Bangladesh’s export earnings declined by 4.61% year-on-year in September 2025, falling to $3.6276 billion, a drop of $175.3 million compared to $3.8028 billion recorded in September 2024, according to the latest data released by the Export Promotion Bureau (EPB) on Sunday.
The setback comes despite a 5.64% year-on-year increase in export revenue during the first quarter of the current fiscal year (July–September 2025), which saw total earnings reach $12.31 billion, up from $11.65 billion in the same period last year.
The September contraction was driven primarily by a 5.66% decline in ready-made garment (RMG) exports—the country’s dominant export sector. Additional losses were recorded in agricultural products (down 2.37%) and plastic goods (down 9.15%).
However, non-traditional sectors showed strong growth: engineering goods exports surged by 36.43%, carpet shipments rose by 21.67%, and frozen fish exports climbed by 12.1%, underscoring ongoing, albeit uneven, progress in export diversification.
US tariff shock hits garment orders
Mohammad Hatem, President of the Bangladesh Knitwear Manufacturers and Exporters Association (BKMEA), attributed the RMG downturn to mounting pressure from US reciprocal tariffs. “Most international buyers have paused new orders and are now attempting to shift a portion of the additional 20% tariff burden onto Bangladeshi suppliers,” he said.

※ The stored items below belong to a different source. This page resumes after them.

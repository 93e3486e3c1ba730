//! Builder pattern for Gantry.

use embedded_hal::digital::OutputPin;

use crate::axis::{check_wave_gpio, StepperAxis};
use crate::config::GantryConfig;
use crate::error::{ConfigError, Error, Result};
use crate::hal::NoPin;
use crate::magnet::Electromagnet;
use crate::motion::StepTiming;
use crate::wave::{SoftwareTimed, WaveExecutor};

use super::controller::{Gantry, HomingSettings};

/// Builder for creating [`Gantry`] instances.
///
/// Without [`magnet`](Self::magnet) the gantry has no electromagnet; without
/// [`wave_executor`](Self::wave_executor) it uses software timing.
pub struct GantryBuilder<X, Y, M = NoPin, W = SoftwareTimed> {
    x: Option<X>,
    y: Option<Y>,
    magnet: Option<Electromagnet<M>>,
    wave: Option<W>,
    timing: StepTiming,
    homing: HomingSettings,
}

impl<X, Y> Default for GantryBuilder<X, Y, NoPin, SoftwareTimed> {
    fn default() -> Self {
        Self::new()
    }
}

impl<X, Y> GantryBuilder<X, Y, NoPin, SoftwareTimed> {
    /// Create a new builder with default motion timing.
    pub fn new() -> Self {
        Self {
            x: None,
            y: None,
            magnet: None,
            wave: None,
            timing: StepTiming::from_config(&Default::default()),
            homing: HomingSettings::default(),
        }
    }
}

impl<X, Y, M, W> GantryBuilder<X, Y, M, W> {
    /// Set the X axis.
    pub fn x_axis(mut self, axis: X) -> Self {
        self.x = Some(axis);
        self
    }

    /// Set the Y axis.
    pub fn y_axis(mut self, axis: Y) -> Self {
        self.y = Some(axis);
        self
    }

    /// Fit an electromagnet.
    pub fn magnet<M2: OutputPin>(self, magnet: Electromagnet<M2>) -> GantryBuilder<X, Y, M2, W> {
        GantryBuilder {
            x: self.x,
            y: self.y,
            magnet: Some(magnet),
            wave: self.wave,
            timing: self.timing,
            homing: self.homing,
        }
    }

    /// Use hardware-timed moves.
    pub fn wave_executor<W2: WaveExecutor>(self, wave: W2) -> GantryBuilder<X, Y, M, W2> {
        GantryBuilder {
            x: self.x,
            y: self.y,
            magnet: self.magnet,
            wave: Some(wave),
            timing: self.timing,
            homing: self.homing,
        }
    }

    /// Set coordinated step timing.
    pub fn timing(mut self, timing: StepTiming) -> Self {
        self.timing = timing;
        self
    }

    /// Set homing directions and speed.
    pub fn homing(mut self, homing: HomingSettings) -> Self {
        self.homing = homing;
        self
    }

    /// Apply the `[motion]` and `[homing]` sections and axis home directions.
    pub fn from_config(mut self, config: &GantryConfig) -> Self {
        self.timing = StepTiming::from_config(&config.motion);
        self.homing = HomingSettings::from_config(config);
        self
    }
}

impl<X, Y, M, W> GantryBuilder<X, Y, M, W>
where
    X: StepperAxis,
    Y: StepperAxis,
    M: OutputPin,
    W: WaveExecutor,
{
    /// Build the gantry.
    ///
    /// # Errors
    ///
    /// Returns `MissingField` when an axis is missing, or when a wave executor
    /// is set but an axis has no GPIO numbers. Returns `InvalidPin` when a
    /// wave executor is set and an axis GPIO lies outside the wave bank.
    pub fn build(self) -> Result<Gantry<X, Y, M, W>> {
        let x = self
            .x
            .ok_or(Error::Config(ConfigError::MissingField("x_axis")))?;
        let y = self
            .y
            .ok_or(Error::Config(ConfigError::MissingField("y_axis")))?;

        if self.wave.is_some() {
            for gpio in [x.gpio(), y.gpio()] {
                let gpio = gpio.ok_or(Error::Config(ConfigError::MissingField("axis gpio")))?;
                check_wave_gpio(gpio)?;
            }
        }

        log::debug!(
            "gantry ready: x max {}, y max {}, {} timing",
            x.state().max_position(),
            y.state().max_position(),
            if self.wave.is_some() { "hardware" } else { "software" }
        );

        Ok(Gantry::new(
            x,
            y,
            self.magnet,
            self.wave,
            self.timing,
            self.homing,
        ))
    }
}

Hatem stressed that exporters are in no position to absorb these extra costs. “They’re already grappling with the initial impact of tariff adjustments and persistently rising production expenses,” he noted.
Compounding the challenge, Bangladeshi manufacturers now face intensified competition in the European Union and other key markets, as Chinese and Indian exporters redirect shipments to offset their own losses in the US.
“We fear this slowdown could persist for the next two to three months,” Hatem warned. “But once international buyers adapt to the new tariff regime, we expect a recovery. In the meantime, our exporters must remain patient and resilient in the face of buyer pressure.”
With global trade headwinds intensifying, policymakers and industry leaders are under growing pressure to accelerate diversification, enhance value addition, and strengthen trade diplomacy to shield Bangladesh’s export economy from external shocks.